§ Exercise
Reproduce every record exactly.

§ Data for review

_____

//! `clubhub-validation` — structural field validators.
//!
//! Checked before any policy decision: a request carrying a malformed email
//! or an event dated in the past never reaches the role rules. Every
//! predicate answers `bool` and never panics.

pub mod config;
pub mod form;
pub mod gate;

pub use config::{ConfigError, ValidationLimits};
pub use form::{FieldError, validate_new_event, validate_new_user};
pub use gate::{
    ValidationGate, can_mark_attendance, can_register_for_event, is_valid_club_name,
    is_valid_date_range, is_valid_description, is_valid_email, is_valid_event_date,
    is_valid_event_date_at, is_valid_event_name, is_valid_full_name,
    is_valid_pagination_parameters, is_valid_password, is_valid_phone, is_valid_report_title,
    is_valid_semester, is_valid_student_id,
};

_____

§ Problem solution
//! `clubhub-validation` — structural field validators.
//!
//! Checked before any policy decision: a request carrying a malformed email
//! or an event dated in the past never reaches the role rules. Every
//! predicate answers `bool` and never panics.

pub mod config;
pub mod form;
pub mod gate;

pub use config::{ConfigError, ValidationLimits};
pub use form::{FieldError, validate_new_event, validate_new_user};
pub use gate::{
    ValidationGate, can_mark_attendance, can_register_for_event, is_valid_club_name,
    is_valid_date_range, is_valid_description, is_valid_email, is_valid_event_date,
    is_valid_event_date_at, is_valid_event_name, is_valid_full_name,
    is_valid_pagination_parameters, is_valid_password, is_valid_phone, is_valid_report_title,
    is_valid_semester, is_valid_student_id,
};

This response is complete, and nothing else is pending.